Die untenstehende Zeichnung eines Theaters hat Architekturgeschichte gemacht. Sie wurde zum Ausgangspunkt der Karriere des Architekten Joseph Maria Olbrich, dem Wien „die Sezession“ verdankt. „Zu den alljährlichen Besuchen“, schrieb Otto Wagner später, „die ich den Schulausstellungen der Akademie abstattete und die ihren Grund in Neugierde und Feststellung des Niveaus der Leistungen hatten, gesellte sich im Jahre 1893 noch der Umstand, daß ich anläßlich der Durchführung des baukünstlerischen Teiles der Stadtbahn Hilfskräfte suchte. Olbrich hatte unter Hasenauer gerade ein Theaterprojekt für die Schulausstellung ausgearbeitet (noch völlig Tradition und echt Hasenauer), aber das Projekt überragte schon damals durch seine zeichnerische Fertigkeit alles andere. Ich erkundigte mich um diesen Schüler und erfuhr, daß er im Hause sei. Im Vestibül traf ich ihn, und er ging auf meinen Engagementantrag sofort mit Freuden ein.“

Ein Blatt Papier, „Feder und Bleistift sowie Aquarell in mehreren Farben, weiß gehöht“, das die Begegnung zweier großer Architekten herbeiführte, eines jungen, der im Kommen war, und eines großen Mannes im Zenit seines Schaffens, der den jungen Mann aber überleben sollte. Ein Blatt Papier in einem Berg von Zeichnungen, Plänen, großen Blättern, zum Teil aber auch winzigen Zettelchen. Die Welt verdankt es dem entschlossenen Zugreifen von Peter Jessen, der als Direktor der damaligen „Bibliothek des Kunstgewerbemuseums“ der Preußischen Museen den aus mehr als 2000 Skizzen, Entwürfen und Plänen bestehenden Olbrich-Nachlaß erwarb, daß dieser

einmalige Schatz nicht in alle Winde zerflatterte. Was hier vorhanden war, erfuhr Berlin und das an Architektur interessierte Europa erstmals 1910/11 anläßlich der großen Olbrich-Gedächtnisausstellung. Die wissenschaftliche Publikation dieses Nachlasses aber ließ lange, zwei Weltkriege, eine Zwischen- und eine Nachkriegszeit lang, auf sich warten.

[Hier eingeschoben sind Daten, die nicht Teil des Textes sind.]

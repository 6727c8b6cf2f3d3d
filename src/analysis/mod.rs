//! Dataset analysis.
//!
//! Means over the numeric columns and threshold-based abnormality counts.

pub mod aggregator;
pub mod classifier;

pub use aggregator::*;
pub use classifier::*;
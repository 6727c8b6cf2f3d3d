//! The load → aggregate → classify → report → write pipeline.
//!
//! Stages run strictly in order and the first failure aborts the run, so
//! nothing is written unless every earlier stage succeeded.

use crate::analysis::{calculate_statistics, find_abnormal_readings, thresholds};
use crate::cli::OutputFormat;
use crate::config::Config;
use crate::error::PipelineError;
use crate::loader::load_dataset;
use crate::models::{AbnormalityCounts, AnalysisReport, Stage, StatisticsSummary};
use crate::report::{generate_json_report, generate_text_report, save_report};
use chrono::Utc;
use std::path::PathBuf;
use tracing::{debug, info};

/// Outcome of a successful run.
#[derive(Debug, Clone)]
pub struct RunSummary {
    /// Number of readings analyzed.
    pub total_readings: usize,
    pub statistics: StatisticsSummary,
    pub abnormal: AbnormalityCounts,
    /// The rendered report, exactly as written.
    pub rendered: String,
    /// Where the report was written.
    pub output_path: PathBuf,
}

/// Run every stage against the configured input and output.
pub fn run(config: &Config) -> Result<RunSummary, PipelineError> {
    let input = &config.input.path;
    let output = &config.output.path;

    debug!(stage = %Stage::Load, "Starting stage");
    let dataset = load_dataset(input)?;
    let total_readings = dataset.len();
    info!(
        "Loaded {} readings for {} patients",
        total_readings,
        dataset.patient_count()
    );

    debug!(stage = %Stage::Aggregate, "Starting stage");
    let statistics = calculate_statistics(&dataset)?;

    debug!(stage = %Stage::Classify, "Starting stage");
    let abnormal = find_abnormal_readings(&dataset);

    debug!(stage = %Stage::Report, "Starting stage");
    let rendered = match config.output.format {
        OutputFormat::Text => generate_text_report(&statistics, &abnormal, total_readings),
        OutputFormat::Json => {
            let report = AnalysisReport {
                source: input.display().to_string(),
                generated_at: Utc::now(),
                total_readings,
                statistics,
                abnormal,
                thresholds: thresholds(),
            };
            generate_json_report(&report)?
        }
    };

    debug!(stage = %Stage::Write, "Starting stage");
    save_report(&rendered, output)?;

    Ok(RunSummary {
        total_readings,
        statistics,
        abnormal,
        rendered,
        output_path: output.clone(),
    })
}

Daß sie in einer in jeder Beziehung exemplarischen Gestalt nun vorliegt, verdanken wir dem engagierten Verlag Gebrüder Mann in Berlin. Der Band trägt die Jahreszahl 1972 — Anlaß des späten Hinweises auf dieses Werk ist die beschämende Tatsache, daß diesem architekturhistorisch-publizistischen Unternehmen der kaufmännische Er-

folg weitgehend versagt blieb. Eine die Architekturwelt beschämende Tatsache. Denn dieses Werk gehörte in die Bibliothek jedes Architekten, jeder Architekturschule, aber auch jedes, der sich für das Design des Jugendstils interessiert.

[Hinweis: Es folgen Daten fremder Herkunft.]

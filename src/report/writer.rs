//! Report persistence.

use crate::error::PipelineError;
use std::fs::File;
use std::io::Write;
use std::path::Path;
use tracing::{debug, info};

/// Write the report to `path`, creating or truncating the file.
///
/// Parent directories are not created; a missing directory is a
/// [`PipelineError::Write`].
pub fn save_report(content: &str, path: &Path) -> Result<(), PipelineError> {
    let write_err = |source| PipelineError::Write {
        path: path.to_path_buf(),
        source,
    };

    let mut file = File::create(path).map_err(write_err)?;
    file.write_all(content.as_bytes()).map_err(write_err)?;
    file.flush().map_err(write_err)?;

    debug!("Wrote {} bytes", content.len());
    info!("Report written to {}", path.display());
    Ok(())
}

Denn Olbrich war ein Josef Hoffmann vergleichbares Multi-Talent. Er hat nicht nur Bauten geplant. Er war, Wagner erkannte es — wie oben erwähnt — als erster, auch ein großer Graphiker, ein Architekt, an dem wohl auch ein bedeutender Maler verlorengegangen ist. Seine aquarellierten Perspektivansichten — übrigens in einer hervorragenden

Qualität zum Teil ganzseitig gedruckt! — beweisen es. Er war aber auoh ein begnadeter Kunsthandwerker und ein früher Industrial Designer, der beispielsweise Registrierkassen entwarf oder 1906 für Opel das „Projekt einer Autokarosserie“ ausarbeitete. Er entwarf Schmuck, keramisches Geschirr, Gebrauchsgegenstände aller Art, Möbelstücke (beispielsweise einige äußerst eigenwillige Klaviere), und daß etwa die „silberne Tischlampe“ nach dem unter der Nummer 11.996 in Berlin inventarisierten Entwurf offenbar unausgeführt blieb, ist heute noch zutiefst zu bedauern.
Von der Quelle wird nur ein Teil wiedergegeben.